As the disease progresses, the inflamed and infected periodontal tissues start to lose their normally tight attachment to the tooth. When this happens, spaces that are known as periodontal “pockets” open between the gums and teeth. As pocket formation progresses, supporting bone is lost around the teeth. If enough tooth-supporting bone is lost, the teeth themselves loosen and eventually will be lost.

Traditional Periodontal Therapy

Treating gum disease is primarily aimed at controlling the cause. Susceptible individuals must learn to brush and floss properly to remove bacterial biofilm. They also need a thorough cleaning and disinfecting of the tooth-root surfaces beneath the gum line. Traditionally, this is carried out using handheld instruments and ultrasonic cleaning tools.

Traditional periodontal therapy illustration.
Left: The diseased soft tissue filling the pocket area has been removed, revealing tartar and plaque on the roots that will be cleaned.
Right:The gum flaps are stitched together as closely as possible to protect the graft that will replace lost bone.

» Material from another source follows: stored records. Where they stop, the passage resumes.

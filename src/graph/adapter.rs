//! Converts a classification payload into simulation-ready nodes and edges.

use super::error::MalformedGraphError;
use super::types::{Edge, Graph, GraphPayload, Node};
use egui::{Pos2, Rect};
use rand::Rng;
use std::collections::HashMap;

/// Build a graph from the API payload.
///
/// Nodes start at random positions inside `bounds` with zero velocity.
/// Fails without producing any graph if an edge references an unknown id
/// or a node id is repeated.
pub fn build_graph<R: Rng + ?Sized>(
    payload: &GraphPayload,
    bounds: Rect,
    rng: &mut R,
) -> Result<Graph, MalformedGraphError> {
    let mut node_index = HashMap::with_capacity(payload.nodes.len());
    let mut nodes = Vec::with_capacity(payload.nodes.len());

    for (i, node) in payload.nodes.iter().enumerate() {
        if node_index.insert(node.id.clone(), i).is_some() {
            return Err(MalformedGraphError::DuplicateNode {
                id: node.id.clone(),
            });
        }

        let pos = Pos2::new(
            sample(rng, bounds.min.x, bounds.max.x),
            sample(rng, bounds.min.y, bounds.max.y),
        );
        nodes.push(Node::new(node.id.clone(), node.label.clone(), pos));
    }

    let edges = payload
        .edges
        .iter()
        .enumerate()
        .map(|(i, edge)| -> Result<Edge, MalformedGraphError> {
            let resolve = |id: &String| {
                node_index
                    .get(id)
                    .copied()
                    .ok_or_else(|| MalformedGraphError::UnknownNode {
                        edge: i,
                        id: id.clone(),
                    })
            };
            Ok(Edge {
                source: resolve(&edge.source)?,
                target: resolve(&edge.target)?,
                value: edge.value,
                timestamp: edge.timestamp.clone(),
            })
        })
        .collect::<Result<Vec<_>, _>>()?;

    Ok(Graph::from_parts(nodes, edges))
}

/// Uniform sample in [min, max), collapsing to `min` for empty ranges
fn sample<R: Rng + ?Sized>(rng: &mut R, min: f32, max: f32) -> f32 {
    if max > min {
        rng.gen_range(min..max)
    } else {
        min
    }
}

#[cfg(test)]
mod tests {
    use super::*;
    use crate::graph::types::{ApiEdge, ApiNode};
    use egui::Vec2;
    use rand::rngs::StdRng;
    use rand::SeedableRng;

    fn payload(nodes: &[&str], edges: &[(&str, &str)]) -> GraphPayload {
        GraphPayload {
            nodes: nodes
                .iter()
                .map(|id| ApiNode {
                    id: id.to_string(),
                    label: format!("label-{id}"),
                })
                .collect(),
            edges: edges
                .iter()
                .map(|(s, t)| ApiEdge {
                    source: s.to_string(),
                    target: t.to_string(),
                    value: 1.5,
                    timestamp: "t".into(),
                })
                .collect(),
        }
    }

    fn bounds() -> Rect {
        Rect::from_center_size(Pos2::new(400.0, 300.0), Vec2::new(600.0, 400.0))
    }

    #[test]
    fn resolves_edges_and_places_nodes_inside_bounds() {
        let mut rng = StdRng::seed_from_u64(7);
        let graph = build_graph(&payload(&["A", "B", "C"], &[("A", "B"), ("C", "A")]), bounds(), &mut rng)
            .unwrap();

        assert_eq!(graph.len(), 3);
        assert_eq!(graph.edges()[1].source, 2);
        assert_eq!(graph.edges()[1].target, 0);
        assert_eq!(graph.nodes()[1].id, "B");
        assert_eq!(graph.nodes()[1].label, "label-B");
        for node in graph.nodes() {
            assert!(bounds().contains(node.pos), "{:?} outside bounds", node.pos);
            assert_eq!(node.vel, Vec2::ZERO);
            assert!(node.pin.is_none());
        }
    }

    #[test]
    fn dangling_edge_is_rejected() {
        let mut rng = StdRng::seed_from_u64(7);
        let err = build_graph(&payload(&["A", "B"], &[("A", "B"), ("B", "Z")]), bounds(), &mut rng)
            .unwrap_err();
        assert_eq!(
            err,
            MalformedGraphError::UnknownNode {
                edge: 1,
                id: "Z".into()
            }
        );
    }

    #[test]
    fn duplicate_ids_are_rejected() {
        let mut rng = StdRng::seed_from_u64(7);
        let err = build_graph(&payload(&["A", "A"], &[]), bounds(), &mut rng).unwrap_err();
        assert_eq!(err, MalformedGraphError::DuplicateNode { id: "A".into() });
    }

    #[test]
    fn degenerate_bounds_place_nodes_on_one_point() {
        let mut rng = StdRng::seed_from_u64(7);
        let point = Rect::from_min_max(Pos2::new(10.0, 20.0), Pos2::new(10.0, 20.0));
        let graph = build_graph(&payload(&["A", "B"], &[("A", "B")]), point, &mut rng).unwrap();
        assert!(graph.nodes().iter().all(|n| n.pos == Pos2::new(10.0, 20.0)));
    }

    #[test]
    fn empty_payload_builds_empty_graph() {
        let mut rng = StdRng::seed_from_u64(7);
        let graph = build_graph(&GraphPayload::default(), bounds(), &mut rng).unwrap();
        assert!(graph.is_empty());
        assert!(graph.edges().is_empty());
    }
}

In more advanced cases, surgical treatment may be needed to help periodontal tissues — the gums, the periodontal ligaments that connect the tooth roots to the bone, and even the bone — reattach to the teeth. Surgical treatment involves opening the gum tissues by creating flaps — like flaps on an envelope — to see within the pocket. This allows the surgeon to remove diseased tissue, fully clean the root surfaces, apply grafting material and other biologically active aids like membranes to enhance new tissue growth, and suture or stitch back the gum tissues, securing them in position while they heal.